Excerpted records:

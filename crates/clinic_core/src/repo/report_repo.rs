//! Aggregate reporting queries.
//!
//! # Responsibility
//! - Patient summary: appointment/lab counts and unpaid balance per patient.
//! - Doctor workload: appointment count and assigned patients per doctor.
//!
//! # Invariants
//! - Every patient/doctor appears, even with no related rows (outer joins,
//!   counts and sums default to 0).
//! - Each aggregate is grouped in its own derived table before joining, so
//!   several one-to-many joins never multiply bill amounts.

use crate::model::report::{DoctorWorkload, PatientSummary};
use crate::repo::common::ensure_connection_ready;
use crate::repo::error::RepoResult;
use rusqlite::Connection;

const PATIENT_SUMMARY_SQL: &str = "SELECT
    p.id AS patient_id,
    p.name AS name,
    COALESCE(a.appointment_count, 0) AS appointments,
    COALESCE(lt.lab_test_count, 0) AS lab_tests,
    COALESCE(b.unpaid_amount, 0.0) AS unpaid_amount
FROM patients p
LEFT JOIN (
    SELECT patient_id, COUNT(DISTINCT id) AS appointment_count
    FROM appointments
    GROUP BY patient_id
) a ON a.patient_id = p.id
LEFT JOIN (
    SELECT patient_id, COUNT(DISTINCT id) AS lab_test_count
    FROM lab_tests
    GROUP BY patient_id
) lt ON lt.patient_id = p.id
LEFT JOIN (
    SELECT patient_id, SUM(amount) AS unpaid_amount
    FROM billing
    WHERE paid = 0
    GROUP BY patient_id
) b ON b.patient_id = p.id
ORDER BY p.id ASC;";

const DOCTOR_WORKLOAD_SQL: &str = "SELECT
    d.id AS doctor_id,
    d.name AS name,
    d.specialization AS specialization,
    COALESCE(a.appointment_count, 0) AS appointments_count,
    COALESCE(p.patient_count, 0) AS patients_assigned
FROM doctors d
LEFT JOIN (
    SELECT doctor_id, COUNT(DISTINCT id) AS appointment_count
    FROM appointments
    GROUP BY doctor_id
) a ON a.doctor_id = d.id
LEFT JOIN (
    SELECT doctor_id, COUNT(DISTINCT id) AS patient_count
    FROM patients
    WHERE doctor_id IS NOT NULL
    GROUP BY doctor_id
) p ON p.doctor_id = d.id
ORDER BY appointments_count DESC, d.name ASC, d.id ASC;";

/// Repository interface for aggregate reports.
pub trait ReportRepository {
    fn patient_summary(&self) -> RepoResult<Vec<PatientSummary>>;
    fn doctor_workload(&self) -> RepoResult<Vec<DoctorWorkload>>;
}

/// SQLite-backed report repository.
pub struct SqliteReportRepository<'conn> {
    conn: &'conn Connection,
}

impl<'conn> SqliteReportRepository<'conn> {
    /// Creates repository from migrated connection.
    pub fn try_new(conn: &'conn Connection) -> RepoResult<Self> {
        for table in ["patients", "doctors", "appointments", "lab_tests", "billing"] {
            ensure_connection_ready(conn, table, &[])?;
        }
        Ok(Self { conn })
    }
}

impl ReportRepository for SqliteReportRepository<'_> {
    fn patient_summary(&self) -> RepoResult<Vec<PatientSummary>> {
        let mut stmt = self.conn.prepare(PATIENT_SUMMARY_SQL)?;
        let mut rows = stmt.query([])?;
        let mut summaries = Vec::new();
        while let Some(row) = rows.next()? {
            summaries.push(PatientSummary {
                patient_id: row.get("patient_id")?,
                name: row.get("name")?,
                appointments: row.get("appointments")?,
                lab_tests: row.get("lab_tests")?,
                unpaid_amount: row.get("unpaid_amount")?,
            });
        }
        Ok(summaries)
    }

    fn doctor_workload(&self) -> RepoResult<Vec<DoctorWorkload>> {
        let mut stmt = self.conn.prepare(DOCTOR_WORKLOAD_SQL)?;
        let mut rows = stmt.query([])?;
        let mut workload = Vec::new();
        while let Some(row) = rows.next()? {
            workload.push(DoctorWorkload {
                doctor_id: row.get("doctor_id")?,
                name: row.get("name")?,
                specialization: row.get("specialization")?,
                appointments_count: row.get("appointments_count")?,
                patients_assigned: row.get("patients_assigned")?,
            });
        }
        Ok(workload)
    }
}
//! Lab test domain model.
//!
//! # Invariants
//! - `cost >= 0` and `test_name` is never empty.
//! - `reported_on` is `Some` if and only if `result` is `Some`.
//! - A test is pending while `result` is `None`.

use super::patient::PatientId;
use super::validation::{require_non_negative, require_text, ValidationError};
use chrono::NaiveDateTime;
use serde::{Deserialize, Serialize};

/// Auto-incrementing lab test row id.
pub type LabTestId = i64;

/// Persisted lab test record.
#[derive(Debug, Clone, PartialEq, Serialize, Deserialize)]
pub struct LabTest {
    pub id: LabTestId,
    pub patient_id: PatientId,
    pub test_name: String,
    pub cost: f64,
    /// Set once when the test is ordered.
    pub ordered_on: NaiveDateTime,
    pub result: Option<String>,
    /// Set when the result is entered.
    pub reported_on: Option<NaiveDateTime>,
}

impl LabTest {
    pub fn is_pending(&self) -> bool {
        self.result.is_none()
    }

    /// Applies supplied overrides and re-validates the merged record.
    pub fn apply(mut self, patch: LabTestPatch) -> Result<Self, ValidationError> {
        if let Some(test_name) = patch.test_name {
            require_text("test_name", &test_name)?;
            self.test_name = test_name.trim().to_string();
        }
        if let Some(cost) = patch.cost {
            require_non_negative("cost", cost)?;
            self.cost = cost;
        }
        Ok(self)
    }
}

/// Lab test joined with the patient's display name.
#[derive(Debug, Clone, PartialEq, Serialize, Deserialize)]
pub struct LabTestView {
    #[serde(flatten)]
    pub test: LabTest,
    pub patient_name: String,
}

/// Input for ordering a lab test.
#[derive(Debug, Clone, PartialEq)]
pub struct NewLabTest {
    pub patient_id: PatientId,
    pub test_name: String,
    pub cost: f64,
}

impl NewLabTest {
    pub fn new(patient_id: PatientId, test_name: impl Into<String>, cost: f64) -> Self {
        Self {
            patient_id,
            test_name: test_name.into(),
            cost,
        }
    }

    pub fn normalized(self) -> Result<Self, ValidationError> {
        require_text("test_name", &self.test_name)?;
        require_non_negative("cost", self.cost)?;
        Ok(Self {
            test_name: self.test_name.trim().to_string(),
            ..self
        })
    }
}

/// Partial update for a lab test order.
///
/// Results are entered through the dedicated result-entry operation so the
/// `reported_on` timestamp always moves together with `result`.
#[derive(Debug, Clone, Default, PartialEq)]
pub struct LabTestPatch {
    pub test_name: Option<String>,
    pub cost: Option<f64>,
}

/// Validates result text before it is recorded.
pub fn validate_result(result: &str) -> Result<String, ValidationError> {
    require_text("result", result)?;
    Ok(result.trim().to_string())
}
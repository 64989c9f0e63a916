//! Clinic use-case service.
//!
//! # Responsibility
//! - Provide one facade over the doctor, patient, appointment, lab test,
//!   billing and report repositories sharing a connection.
//! - Emit metadata-only `event=...` log lines for every write.
//!
//! # Invariants
//! - Service APIs never bypass repository validation/persistence contracts.
//! - Log lines carry row ids and error codes, never patient-identifying text.

use crate::logging::sanitize_message;
use crate::model::appointment::{
    Appointment, AppointmentId, AppointmentPatch, AppointmentView, NewAppointment,
};
use crate::model::billing::{BillId, BillPatch, BillView, BillingRecord, NewBill};
use crate::model::doctor::{Doctor, DoctorId, DoctorPatch, NewDoctor};
use crate::model::lab_test::{LabTest, LabTestId, LabTestPatch, LabTestView, NewLabTest};
use crate::model::patient::{NewPatient, Patient, PatientId, PatientPatch, PatientWithDoctor};
use crate::model::report::{DoctorWorkload, PatientSummary};
use crate::repo::appointment_repo::{AppointmentRepository, SqliteAppointmentRepository};
use crate::repo::billing_repo::{BillingRepository, SqliteBillingRepository};
use crate::repo::doctor_repo::{DoctorRepository, SqliteDoctorRepository};
use crate::repo::error::{RepoError, RepoResult};
use crate::repo::lab_test_repo::{LabTestRepository, SqliteLabTestRepository};
use crate::repo::patient_repo::{PatientRepository, SqlitePatientRepository};
use crate::repo::report_repo::{ReportRepository, SqliteReportRepository};
use log::{debug, info, warn};
use rusqlite::Connection;

const MAX_LOGGED_ERROR_CHARS: usize = 200;

/// Use-case facade over all clinic repositories for one connection.
pub struct ClinicService<'conn> {
    doctors: SqliteDoctorRepository<'conn>,
    patients: SqlitePatientRepository<'conn>,
    appointments: SqliteAppointmentRepository<'conn>,
    lab_tests: SqliteLabTestRepository<'conn>,
    billing: SqliteBillingRepository<'conn>,
    reports: SqliteReportRepository<'conn>,
}

impl<'conn> ClinicService<'conn> {
    /// Creates the service from a migrated connection.
    ///
    /// Fails when the connection is not at the latest schema version.
    pub fn try_new(conn: &'conn Connection) -> RepoResult<Self> {
        Ok(Self {
            doctors: SqliteDoctorRepository::try_new(conn)?,
            patients: SqlitePatientRepository::try_new(conn)?,
            appointments: SqliteAppointmentRepository::try_new(conn)?,
            lab_tests: SqliteLabTestRepository::try_new(conn)?,
            billing: SqliteBillingRepository::try_new(conn)?,
            reports: SqliteReportRepository::try_new(conn)?,
        })
    }

    // Doctors

    pub fn add_doctor(&self, doctor: NewDoctor) -> RepoResult<Doctor> {
        trace_write("doctor_create", self.doctors.create_doctor(doctor), |d| {
            Some(d.id)
        })
    }

    pub fn get_doctor(&self, id: DoctorId) -> RepoResult<Option<Doctor>> {
        self.doctors.get_doctor(id)
    }

    pub fn list_doctors(&self) -> RepoResult<Vec<Doctor>> {
        self.doctors.list_doctors()
    }

    pub fn update_doctor(&self, id: DoctorId, patch: DoctorPatch) -> RepoResult<Option<Doctor>> {
        trace_write("doctor_update", self.doctors.update_doctor(id, patch), |d| {
            d.as_ref().map(|_| id)
        })
    }

    /// Deletes a doctor; assigned patients keep existing with no doctor.
    pub fn delete_doctor(&self, id: DoctorId) -> RepoResult<bool> {
        trace_write("doctor_delete", self.doctors.delete_doctor(id), |removed| {
            removed.then_some(id)
        })
    }

    // Patients

    pub fn add_patient(&self, patient: NewPatient) -> RepoResult<Patient> {
        trace_write("patient_create", self.patients.create_patient(patient), |p| {
            Some(p.id)
        })
    }

    pub fn get_patient(&self, id: PatientId) -> RepoResult<Option<Patient>> {
        self.patients.get_patient(id)
    }

    pub fn list_patients(&self) -> RepoResult<Vec<Patient>> {
        self.patients.list_patients()
    }

    pub fn list_patients_with_doctor(&self) -> RepoResult<Vec<PatientWithDoctor>> {
        self.patients.list_patients_with_doctor()
    }

    pub fn update_patient(
        &self,
        id: PatientId,
        patch: PatientPatch,
    ) -> RepoResult<Option<Patient>> {
        trace_write(
            "patient_update",
            self.patients.update_patient(id, patch),
            |p| p.as_ref().map(|_| id),
        )
    }

    /// Deletes a patient together with appointments, lab tests and bills.
    pub fn delete_patient(&self, id: PatientId) -> RepoResult<bool> {
        trace_write("patient_delete", self.patients.delete_patient(id), |removed| {
            removed.then_some(id)
        })
    }

    // Appointments

    pub fn schedule_appointment(&self, appointment: NewAppointment) -> RepoResult<Appointment> {
        trace_write(
            "appointment_create",
            self.appointments.schedule_appointment(appointment),
            |a| Some(a.id),
        )
    }

    pub fn get_appointment(&self, id: AppointmentId) -> RepoResult<Option<Appointment>> {
        self.appointments.get_appointment(id)
    }

    pub fn list_appointments(&self) -> RepoResult<Vec<Appointment>> {
        self.appointments.list_appointments()
    }

    pub fn list_appointment_views(&self) -> RepoResult<Vec<AppointmentView>> {
        self.appointments.list_appointment_views()
    }

    pub fn update_appointment(
        &self,
        id: AppointmentId,
        patch: AppointmentPatch,
    ) -> RepoResult<Option<Appointment>> {
        trace_write(
            "appointment_update",
            self.appointments.update_appointment(id, patch),
            |a| a.as_ref().map(|_| id),
        )
    }

    pub fn delete_appointment(&self, id: AppointmentId) -> RepoResult<bool> {
        trace_write(
            "appointment_delete",
            self.appointments.delete_appointment(id),
            |removed| removed.then_some(id),
        )
    }

    // Lab tests

    pub fn order_lab_test(&self, test: NewLabTest) -> RepoResult<LabTest> {
        trace_write("lab_test_create", self.lab_tests.order_lab_test(test), |t| {
            Some(t.id)
        })
    }

    pub fn get_lab_test(&self, id: LabTestId) -> RepoResult<Option<LabTest>> {
        self.lab_tests.get_lab_test(id)
    }

    pub fn list_lab_tests(&self) -> RepoResult<Vec<LabTest>> {
        self.lab_tests.list_lab_tests()
    }

    pub fn list_lab_test_views(&self, pending_only: bool) -> RepoResult<Vec<LabTestView>> {
        self.lab_tests.list_lab_test_views(pending_only)
    }

    pub fn record_lab_result(&self, id: LabTestId, result: &str) -> RepoResult<Option<LabTest>> {
        trace_write(
            "lab_result_record",
            self.lab_tests.record_lab_result(id, result),
            |t| t.as_ref().map(|_| id),
        )
    }

    pub fn update_lab_test(
        &self,
        id: LabTestId,
        patch: LabTestPatch,
    ) -> RepoResult<Option<LabTest>> {
        trace_write(
            "lab_test_update",
            self.lab_tests.update_lab_test(id, patch),
            |t| t.as_ref().map(|_| id),
        )
    }

    pub fn delete_lab_test(&self, id: LabTestId) -> RepoResult<bool> {
        trace_write("lab_test_delete", self.lab_tests.delete_lab_test(id), |removed| {
            removed.then_some(id)
        })
    }

    // Billing

    pub fn create_bill(&self, bill: NewBill) -> RepoResult<BillingRecord> {
        trace_write("bill_create", self.billing.create_bill(bill), |b| Some(b.id))
    }

    pub fn get_bill(&self, id: BillId) -> RepoResult<Option<BillingRecord>> {
        self.billing.get_bill(id)
    }

    pub fn list_bills(&self) -> RepoResult<Vec<BillingRecord>> {
        self.billing.list_bills()
    }

    pub fn list_bill_views(&self, unpaid_only: bool) -> RepoResult<Vec<BillView>> {
        self.billing.list_bill_views(unpaid_only)
    }

    pub fn update_bill(&self, id: BillId, patch: BillPatch) -> RepoResult<Option<BillingRecord>> {
        trace_write("bill_update", self.billing.update_bill(id, patch), |b| {
            b.as_ref().map(|_| id)
        })
    }

    pub fn mark_bill_paid(&self, id: BillId) -> RepoResult<bool> {
        trace_write("bill_mark_paid", self.billing.mark_bill_paid(id), |changed| {
            changed.then_some(id)
        })
    }

    pub fn delete_bill(&self, id: BillId) -> RepoResult<bool> {
        trace_write("bill_delete", self.billing.delete_bill(id), |removed| {
            removed.then_some(id)
        })
    }

    // Reports

    pub fn patient_summary(&self) -> RepoResult<Vec<PatientSummary>> {
        let rows = self.reports.patient_summary()?;
        debug!(
            "event=report_patient_summary module=service status=ok rows={}",
            rows.len()
        );
        Ok(rows)
    }

    pub fn doctor_workload(&self) -> RepoResult<Vec<DoctorWorkload>> {
        let rows = self.reports.doctor_workload()?;
        debug!(
            "event=report_doctor_workload module=service status=ok rows={}",
            rows.len()
        );
        Ok(rows)
    }
}

/// Stable error code used in log lines and API envelopes.
pub fn error_code(err: &RepoError) -> &'static str {
    match err {
        RepoError::Validation(_) => "validation_failed",
        RepoError::ReferenceNotFound { .. } => "reference_not_found",
        RepoError::Db(_) if err.is_constraint_violation() => "constraint_violation",
        RepoError::Db(_) => "db_failed",
        RepoError::UninitializedConnection { .. }
        | RepoError::MissingRequiredTable(_)
        | RepoError::MissingRequiredColumn { .. } => "schema_not_ready",
        RepoError::InvalidData(_) => "invalid_data",
    }
}

fn trace_write<T>(
    event: &'static str,
    result: RepoResult<T>,
    row_id: impl FnOnce(&T) -> Option<i64>,
) -> RepoResult<T> {
    match &result {
        Ok(value) => match row_id(value) {
            Some(id) => info!("event={event} module=service status=ok id={id}"),
            None => info!("event={event} module=service status=noop"),
        },
        Err(err) => warn!(
            "event={} module=service status=error error_code={} error={}",
            event,
            error_code(err),
            sanitize_message(&err.to_string(), MAX_LOGGED_ERROR_CHARS)
        ),
    }
    result
}
//! Core domain logic for the clinic records system.
//! This crate is the single source of truth for schema, validation and
//! reporting rules; the console and HTTP front ends only call into it.

pub mod config;
pub mod db;
pub mod logging;
pub mod model;
pub mod repo;
pub mod service;

pub use config::{ClinicConfig, DEFAULT_DB_FILE_NAME};
pub use logging::{
    default_log_level, init_logging, init_server_logging, logging_status, LogEcho, LogLevel,
};
pub use model::appointment::{
    Appointment, AppointmentId, AppointmentPatch, AppointmentView, NewAppointment,
};
pub use model::billing::{BillId, BillPatch, BillView, BillingRecord, NewBill};
pub use model::doctor::{Doctor, DoctorId, DoctorPatch, NewDoctor};
pub use model::lab_test::{LabTest, LabTestId, LabTestPatch, LabTestView, NewLabTest};
pub use model::patient::{NewPatient, Patient, PatientId, PatientPatch, PatientWithDoctor};
pub use model::report::{DoctorWorkload, PatientSummary};
pub use model::validation::{parse_date, parse_time, ValidationError};
pub use repo::appointment_repo::{AppointmentRepository, SqliteAppointmentRepository};
pub use repo::billing_repo::{BillingRepository, SqliteBillingRepository};
pub use repo::doctor_repo::{DoctorRepository, SqliteDoctorRepository};
pub use repo::error::{RepoError, RepoResult};
pub use repo::lab_test_repo::{LabTestRepository, SqliteLabTestRepository};
pub use repo::patient_repo::{PatientRepository, SqlitePatientRepository};
pub use repo::report_repo::{ReportRepository, SqliteReportRepository};
pub use service::clinic_service::{error_code, ClinicService};
pub use service::seed::{seed_sample_data, SeedSummary};

/// Returns the core crate version.
pub fn core_version() -> &'static str {
    env!("CARGO_PKG_VERSION")
}

#[cfg(test)]
mod tests {
    use super::core_version;

    #[test]
    fn version_is_not_empty() {
        assert!(!core_version().is_empty());
    }
}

Instructions to follow: Look through the records above for the word "when". Report how many lines contain it, as a bare number.

Exercise solution: 3